(Extracted data Opens)
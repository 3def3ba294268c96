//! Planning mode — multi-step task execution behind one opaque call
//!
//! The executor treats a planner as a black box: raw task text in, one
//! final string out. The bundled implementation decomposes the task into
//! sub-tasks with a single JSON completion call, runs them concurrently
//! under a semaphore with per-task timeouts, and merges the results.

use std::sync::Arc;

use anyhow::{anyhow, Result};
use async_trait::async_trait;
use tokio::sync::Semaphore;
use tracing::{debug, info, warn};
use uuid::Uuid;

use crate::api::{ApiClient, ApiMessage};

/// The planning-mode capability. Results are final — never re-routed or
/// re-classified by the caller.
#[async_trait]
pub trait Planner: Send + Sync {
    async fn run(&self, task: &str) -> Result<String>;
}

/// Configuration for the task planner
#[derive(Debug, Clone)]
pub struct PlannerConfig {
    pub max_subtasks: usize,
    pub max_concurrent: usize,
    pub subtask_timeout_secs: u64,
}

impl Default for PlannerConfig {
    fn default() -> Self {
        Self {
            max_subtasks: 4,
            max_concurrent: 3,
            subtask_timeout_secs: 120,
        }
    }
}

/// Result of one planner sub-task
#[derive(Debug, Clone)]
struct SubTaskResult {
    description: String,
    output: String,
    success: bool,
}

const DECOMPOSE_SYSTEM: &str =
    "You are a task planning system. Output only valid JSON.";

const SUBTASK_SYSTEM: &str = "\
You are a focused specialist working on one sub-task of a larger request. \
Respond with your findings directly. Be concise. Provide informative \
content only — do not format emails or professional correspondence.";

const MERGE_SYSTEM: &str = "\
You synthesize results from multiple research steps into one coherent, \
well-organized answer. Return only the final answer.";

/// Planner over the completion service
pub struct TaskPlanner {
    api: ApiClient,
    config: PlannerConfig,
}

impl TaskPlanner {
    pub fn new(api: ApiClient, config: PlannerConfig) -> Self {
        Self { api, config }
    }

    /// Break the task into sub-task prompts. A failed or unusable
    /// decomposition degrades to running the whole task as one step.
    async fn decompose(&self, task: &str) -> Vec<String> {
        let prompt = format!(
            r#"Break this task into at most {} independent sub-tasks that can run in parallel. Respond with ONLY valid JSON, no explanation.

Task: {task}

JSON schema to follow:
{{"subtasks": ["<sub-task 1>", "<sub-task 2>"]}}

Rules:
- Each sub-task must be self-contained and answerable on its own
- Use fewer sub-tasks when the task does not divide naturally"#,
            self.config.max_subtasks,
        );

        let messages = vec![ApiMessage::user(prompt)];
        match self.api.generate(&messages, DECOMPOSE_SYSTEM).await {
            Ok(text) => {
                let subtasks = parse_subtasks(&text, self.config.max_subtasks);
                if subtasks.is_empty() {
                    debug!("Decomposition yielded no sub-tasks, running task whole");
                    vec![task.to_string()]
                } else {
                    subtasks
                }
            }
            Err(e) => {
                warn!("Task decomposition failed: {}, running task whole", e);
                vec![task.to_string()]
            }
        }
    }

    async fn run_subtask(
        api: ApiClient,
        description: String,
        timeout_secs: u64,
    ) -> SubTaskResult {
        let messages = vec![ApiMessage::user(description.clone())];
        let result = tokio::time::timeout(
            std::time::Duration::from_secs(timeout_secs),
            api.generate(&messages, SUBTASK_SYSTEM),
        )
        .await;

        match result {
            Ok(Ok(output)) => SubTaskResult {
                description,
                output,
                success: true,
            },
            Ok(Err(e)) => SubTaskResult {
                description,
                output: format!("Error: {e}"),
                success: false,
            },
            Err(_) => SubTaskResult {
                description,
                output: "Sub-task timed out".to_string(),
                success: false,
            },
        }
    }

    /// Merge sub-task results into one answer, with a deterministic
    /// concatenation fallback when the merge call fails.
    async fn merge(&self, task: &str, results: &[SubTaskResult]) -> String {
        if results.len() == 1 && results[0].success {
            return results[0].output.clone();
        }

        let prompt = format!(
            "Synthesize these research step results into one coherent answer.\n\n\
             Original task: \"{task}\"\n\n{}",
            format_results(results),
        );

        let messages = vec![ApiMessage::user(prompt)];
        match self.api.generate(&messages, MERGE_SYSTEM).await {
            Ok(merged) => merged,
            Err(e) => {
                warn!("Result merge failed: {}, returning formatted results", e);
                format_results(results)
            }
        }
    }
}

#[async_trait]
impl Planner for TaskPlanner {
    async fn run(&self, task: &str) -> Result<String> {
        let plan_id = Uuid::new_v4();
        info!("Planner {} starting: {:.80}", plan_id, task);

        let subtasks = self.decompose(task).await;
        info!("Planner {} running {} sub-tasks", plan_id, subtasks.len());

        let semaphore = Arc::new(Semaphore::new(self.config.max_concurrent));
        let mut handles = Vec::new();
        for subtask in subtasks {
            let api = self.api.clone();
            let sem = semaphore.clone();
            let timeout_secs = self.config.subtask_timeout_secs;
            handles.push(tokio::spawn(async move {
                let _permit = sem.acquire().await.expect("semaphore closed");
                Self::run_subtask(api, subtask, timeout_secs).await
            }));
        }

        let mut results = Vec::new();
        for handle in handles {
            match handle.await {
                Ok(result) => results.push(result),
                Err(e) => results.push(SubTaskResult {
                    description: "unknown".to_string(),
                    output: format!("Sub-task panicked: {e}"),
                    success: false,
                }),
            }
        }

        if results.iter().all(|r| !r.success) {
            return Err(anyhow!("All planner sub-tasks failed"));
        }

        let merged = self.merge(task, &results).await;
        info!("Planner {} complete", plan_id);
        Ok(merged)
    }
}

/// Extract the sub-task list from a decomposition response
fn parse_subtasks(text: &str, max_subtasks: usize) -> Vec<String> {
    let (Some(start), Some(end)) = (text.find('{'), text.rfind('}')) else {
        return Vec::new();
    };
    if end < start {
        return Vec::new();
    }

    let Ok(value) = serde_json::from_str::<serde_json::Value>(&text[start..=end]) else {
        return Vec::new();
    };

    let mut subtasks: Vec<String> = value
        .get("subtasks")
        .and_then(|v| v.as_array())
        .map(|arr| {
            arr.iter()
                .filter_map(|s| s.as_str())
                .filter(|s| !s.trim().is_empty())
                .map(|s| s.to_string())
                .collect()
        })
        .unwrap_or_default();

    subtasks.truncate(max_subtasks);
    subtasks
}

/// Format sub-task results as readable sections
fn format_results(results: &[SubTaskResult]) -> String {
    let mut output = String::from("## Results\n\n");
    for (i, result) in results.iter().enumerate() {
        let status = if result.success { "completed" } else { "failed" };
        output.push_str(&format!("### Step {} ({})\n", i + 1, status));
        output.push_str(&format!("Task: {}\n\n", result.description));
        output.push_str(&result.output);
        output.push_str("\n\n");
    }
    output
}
(Extracted data Closes)
Task brief:
Could you give the records again, exactly as they appear?

Reply:
repository 3def3ba294268c96
//! Planning mode — multi-step task execution behind one opaque call
//!
//! The executor treats a planner as a black box: raw task text in, one
//! final string out. The bundled implementation decomposes the task into
//! sub-tasks with a single JSON completion call, runs them concurrently
//! under a semaphore with per-task timeouts, and merges the results.

use std::sync::Arc;

use anyhow::{anyhow, Result};
use async_trait::async_trait;
use tokio::sync::Semaphore;
use tracing::{debug, info, warn};
use uuid::Uuid;

use crate::api::{ApiClient, ApiMessage};

/// The planning-mode capability. Results are final — never re-routed or
/// re-classified by the caller.
#[async_trait]
pub trait Planner: Send + Sync {
    async fn run(&self, task: &str) -> Result<String>;
}

/// Configuration for the task planner
#[derive(Debug, Clone)]
pub struct PlannerConfig {
    pub max_subtasks: usize,
    pub max_concurrent: usize,
    pub subtask_timeout_secs: u64,
}

impl Default for PlannerConfig {
    fn default() -> Self {
        Self {
            max_subtasks: 4,
            max_concurrent: 3,
            subtask_timeout_secs: 120,
        }
    }
}

/// Result of one planner sub-task
#[derive(Debug, Clone)]
struct SubTaskResult {
    description: String,
    output: String,
    success: bool,
}

const DECOMPOSE_SYSTEM: &str =
    "You are a task planning system. Output only valid JSON.";

const SUBTASK_SYSTEM: &str = "\
You are a focused specialist working on one sub-task of a larger request. \
Respond with your findings directly. Be concise. Provide informative \
content only — do not format emails or professional correspondence.";

const MERGE_SYSTEM: &str = "\
You synthesize results from multiple research steps into one coherent, \
well-organized answer. Return only the final answer.";

/// Planner over the completion service
pub struct TaskPlanner {
    api: ApiClient,
    config: PlannerConfig,
}

impl TaskPlanner {
    pub fn new(api: ApiClient, config: PlannerConfig) -> Self {
        Self { api, config }
    }

    /// Break the task into sub-task prompts. A failed or unusable
    /// decomposition degrades to running the whole task as one step.
    async fn decompose(&self, task: &str) -> Vec<String> {
        let prompt = format!(
            r#"Break this task into at most {} independent sub-tasks that can run in parallel. Respond with ONLY valid JSON, no explanation.

Task: {task}

JSON schema to follow:
{{"subtasks": ["<sub-task 1>", "<sub-task 2>"]}}

Rules:
- Each sub-task must be self-contained and answerable on its own
- Use fewer sub-tasks when the task does not divide naturally"#,
            self.config.max_subtasks,
        );

        let messages = vec![ApiMessage::user(prompt)];
        match self.api.generate(&messages, DECOMPOSE_SYSTEM).await {
            Ok(text) => {
                let subtasks = parse_subtasks(&text, self.config.max_subtasks);
                if subtasks.is_empty() {
                    debug!("Decomposition yielded no sub-tasks, running task whole");
                    vec![task.to_string()]
                } else {
                    subtasks
                }
            }
            Err(e) => {
                warn!("Task decomposition failed: {}, running task whole", e);
                vec![task.to_string()]
            }
        }
    }

    async fn run_subtask(
        api: ApiClient,
        description: String,
        timeout_secs: u64,
    ) -> SubTaskResult {
        let messages = vec![ApiMessage::user(description.clone())];
        let result = tokio::time::timeout(
            std::time::Duration::from_secs(timeout_secs),
            api.generate(&messages, SUBTASK_SYSTEM),
        )
        .await;

        match result {
            Ok(Ok(output)) => SubTaskResult {
                description,
                output,
                success: true,
            },
            Ok(Err(e)) => SubTaskResult {
                description,
                output: format!("Error: {e}"),
                success: false,
            },
            Err(_) => SubTaskResult {
                description,
                output: "Sub-task timed out".to_string(),
                success: false,
            },
        }
    }

    /// Merge sub-task results into one answer, with a deterministic
    /// concatenation fallback when the merge call fails.
    async fn merge(&self, task: &str, results: &[SubTaskResult]) -> String {
        if results.len() == 1 && results[0].success {
            return results[0].output.clone();
        }

        let prompt = format!(
            "Synthesize these research step results into one coherent answer.\n\n\
             Original task: \"{task}\"\n\n{}",
            format_results(results),
        );

        let messages = vec![ApiMessage::user(prompt)];
        match self.api.generate(&messages, MERGE_SYSTEM).await {
            Ok(merged) => merged,
            Err(e) => {
                warn!("Result merge failed: {}, returning formatted results", e);
                format_results(results)
            }
        }
    }
}

#[async_trait]
impl Planner for TaskPlanner {
    async fn run(&self, task: &str) -> Result<String> {
        let plan_id = Uuid::new_v4();
        info!("Planner {} starting: {:.80}", plan_id, task);

        let subtasks = self.decompose(task).await;
        info!("Planner {} running {} sub-tasks", plan_id, subtasks.len());

        let semaphore = Arc::new(Semaphore::new(self.config.max_concurrent));
        let mut handles = Vec::new();
        for subtask in subtasks {
            let api = self.api.clone();
            let sem = semaphore.clone();
            let timeout_secs = self.config.subtask_timeout_secs;
            handles.push(tokio::spawn(async move {
                let _permit = sem.acquire().await.expect("semaphore closed");
                Self::run_subtask(api, subtask, timeout_secs).await
            }));
        }

        let mut results = Vec::new();
        for handle in handles {
            match handle.await {
                Ok(result) => results.push(result),
                Err(e) => results.push(SubTaskResult {
                    description: "unknown".to_string(),
                    output: format!("Sub-task panicked: {e}"),
                    success: false,
                }),
            }
        }

        if results.iter().all(|r| !r.success) {
            return Err(anyhow!("All planner sub-tasks failed"));
        }

        let merged = self.merge(task, &results).await;
        info!("Planner {} complete", plan_id);
        Ok(merged)
    }
}

/// Extract the sub-task list from a decomposition response
fn parse_subtasks(text: &str, max_subtasks: usize) -> Vec<String> {
    let (Some(start), Some(end)) = (text.find('{'), text.rfind('}')) else {
        return Vec::new();
    };
    if end < start {
        return Vec::new();
    }

    let Ok(value) = serde_json::from_str::<serde_json::Value>(&text[start..=end]) else {
        return Vec::new();
    };

    let mut subtasks: Vec<String> = value
        .get("subtasks")
        .and_then(|v| v.as_array())
        .map(|arr| {
            arr.iter()
                .filter_map(|s| s.as_str())
                .filter(|s| !s.trim().is_empty())
                .map(|s| s.to_string())
                .collect()
        })
        .unwrap_or_default();

    subtasks.truncate(max_subtasks);
    subtasks
}

/// Format sub-task results as readable sections
fn format_results(results: &[SubTaskResult]) -> String {
    let mut output = String::from("## Results\n\n");
    for (i, result) in results.iter().enumerate() {
        let status = if result.success { "completed" } else { "failed" };
        output.push_str(&format!("### Step {} ({})\n", i + 1, status));
        output.push_str(&format!("Task: {}\n\n", result.description));
        output.push_str(&result.output);
        output.push_str("\n\n");
    }
    output
}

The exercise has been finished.